Ketiga, aksi jual investor asing yang masih berlanjut. Pada perdagangan Kamis (23/7), investor asing telah membukukan net foreign sell sekitar Rp920,3 miliar di pasar reguler. Tekanan jual berlanjut pada Jumat dengan total net sell Rp759,46 miliar di seluruh pasar sepanjang sesi I, dengan total nilai transaksi asing mencapai Rp6,54 triliun.

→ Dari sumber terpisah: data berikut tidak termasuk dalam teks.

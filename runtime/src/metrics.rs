//! Prometheus metrics for the order service and notifier.
//!
//! Recording goes through the `metrics` facade; nothing is exported until a
//! recorder is installed with [`MetricsServer::start`].
//!
//! # Example
//!
//! ```rust,no_run
//! use bookstore_runtime::metrics::MetricsServer;
//!
//! # async fn example() -> Result<(), Box<dyn std::error::Error>> {
//! // Serve metrics on port 9090
//! let mut server = MetricsServer::new("0.0.0.0:9090".parse()?);
//! server.start()?;
//!
//! // Metrics available at http://localhost:9090/metrics
//! # Ok(())
//! # }
//! ```

use metrics::{describe_counter, describe_gauge};
use metrics_exporter_prometheus::{PrometheusBuilder, PrometheusHandle};
use std::net::SocketAddr;
use thiserror::Error;

pub use metrics::{counter, gauge};

/// Errors from metrics operations.
#[derive(Error, Debug)]
pub enum MetricsError {
    /// Failed to build metrics exporter
    #[error("Failed to build metrics exporter: {0}")]
    Build(String),
    /// Failed to install metrics exporter
    #[error("Failed to install metrics exporter: {0}")]
    Install(String),
}

/// Prometheus metrics server.
///
/// Exposes metrics on an HTTP endpoint for Prometheus scraping.
pub struct MetricsServer {
    addr: SocketAddr,
    handle: Option<PrometheusHandle>,
}

impl MetricsServer {
    /// Create a new metrics server.
    ///
    /// # Arguments
    ///
    /// * `addr` - Socket address to bind to (e.g., `0.0.0.0:9090`)
    #[must_use]
    pub const fn new(addr: SocketAddr) -> Self {
        Self { addr, handle: None }
    }

    /// Install the recorder and start the HTTP listener.
    ///
    /// Must be called from within a tokio runtime.
    ///
    /// # Errors
    ///
    /// Returns [`MetricsError::Build`] if the listener cannot bind, or
    /// [`MetricsError::Install`] if a recorder is already installed.
    pub fn start(&mut self) -> Result<(), MetricsError> {
        register_metrics();

        let (recorder, exporter) = PrometheusBuilder::new()
            .with_http_listener(self.addr)
            .build()
            .map_err(|e| MetricsError::Build(e.to_string()))?;
        let handle = recorder.handle();

        metrics::set_global_recorder(recorder)
            .map_err(|e| MetricsError::Install(e.to_string()))?;

        tokio::spawn(async move {
            if exporter.await.is_err() {
                tracing::error!("Metrics exporter stopped");
            }
        });

        self.handle = Some(handle);
        tracing::info!(addr = %self.addr, "Metrics available at http://{}/metrics", self.addr);
        Ok(())
    }

    /// Address the server was configured with.
    #[must_use]
    pub const fn addr(&self) -> SocketAddr {
        self.addr
    }

    /// Render current metrics in Prometheus format.
    ///
    /// Returns `None` if server hasn't been started.
    #[must_use]
    pub fn render(&self) -> Option<String> {
        self.handle.as_ref().map(PrometheusHandle::render)
    }
}

fn register_metrics() {
    describe_counter!("orders_placed_total", "Orders persisted by place_order");
    describe_counter!("orders_updated_total", "Orders modified by update_order");
    describe_counter!("orders_deleted_total", "Orders soft-deleted");
    describe_counter!(
        "orders_rejected_total",
        "Order drafts that failed validation"
    );
    describe_counter!(
        "orders_notifications_skipped_total",
        "Committed writes whose notification could not be queued"
    );

    describe_counter!(
        "notifications_delivered_total",
        "Events handed to a subscriber queue"
    );
    describe_counter!(
        "notifications_subscribers_dropped_total",
        "Subscribers removed after failed deliveries"
    );
    describe_gauge!("notifications_subscribers", "Currently registered subscribers");

    describe_counter!("orders_cache_hits_total", "Order reads served from the cache");
    describe_counter!("orders_cache_misses_total", "Order reads that went to the store");
}

/// Order service metrics recorder.
pub struct OrderMetrics;

impl OrderMetrics {
    /// Record a placed order.
    pub fn record_placed() {
        counter!("orders_placed_total").increment(1);
    }

    /// Record an updated order.
    pub fn record_updated() {
        counter!("orders_updated_total").increment(1);
    }

    /// Record a soft delete.
    pub fn record_deleted() {
        counter!("orders_deleted_total").increment(1);
    }

    /// Record a draft rejected by validation.
    pub fn record_rejected() {
        counter!("orders_rejected_total").increment(1);
    }

    /// Record a notification that was not queued.
    pub fn record_notification_skipped() {
        counter!("orders_notifications_skipped_total").increment(1);
    }
}

/// Notifier metrics recorder.
pub struct NotifierMetrics;

impl NotifierMetrics {
    /// Record successful deliveries.
    pub fn record_delivered(count: usize) {
        counter!("notifications_delivered_total").increment(count as u64);
    }

    /// Record a dropped subscriber.
    pub fn record_dropped() {
        counter!("notifications_subscribers_dropped_total").increment(1);
    }

    /// Record the current number of subscribers.
    #[allow(clippy::cast_precision_loss)]
    pub fn record_subscribers(count: usize) {
        gauge!("notifications_subscribers").set(count as f64);
    }
}

/// Order cache metrics recorder.
pub struct CacheMetrics;

impl CacheMetrics {
    /// Record a read served from the cache.
    pub fn record_hit() {
        counter!("orders_cache_hits_total").increment(1);
    }

    /// Record a read that went to the store.
    pub fn record_miss() {
        counter!("orders_cache_misses_total").increment(1);
    }
}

Artikel ini bersifat informatif dan tidak merupakan rekomendasi investasi. Keputusan investasi sepenuhnya menjadi tanggung jawab pembaca. Selalu lakukan riset mandiri (DYOR) sebelum mengambil keputusan investasi.
Pertanyaan Umum (FAQ)
Sumber: CNBC Indonesia - Tertekan Aksi Jual, IHSG Sesi I Terkoreksi 1,75% ke Level 6.024 (24 Juli 2026), CNBC Indonesia - Asing Net Sell Rp759,46 Miliar di Sesi I, Ini Daftar Sahamnya (24 Juli 2026), CNBC Indonesia - Rupiah Ditutup Merah, Nilai Tukar Dolar AS Naik ke Rp17.930 (24 Juli 2026), CNBC Indonesia - Purbaya Ramal Ekonomi RI Kuartal II-2026 Bisa Tumbuh 5,4% (24 Juli 2026), CNBC Indonesia - Harga Minyak Tembus US$100 Lagi, Pasar Saham Kembali Cemas (24 Juli 2026)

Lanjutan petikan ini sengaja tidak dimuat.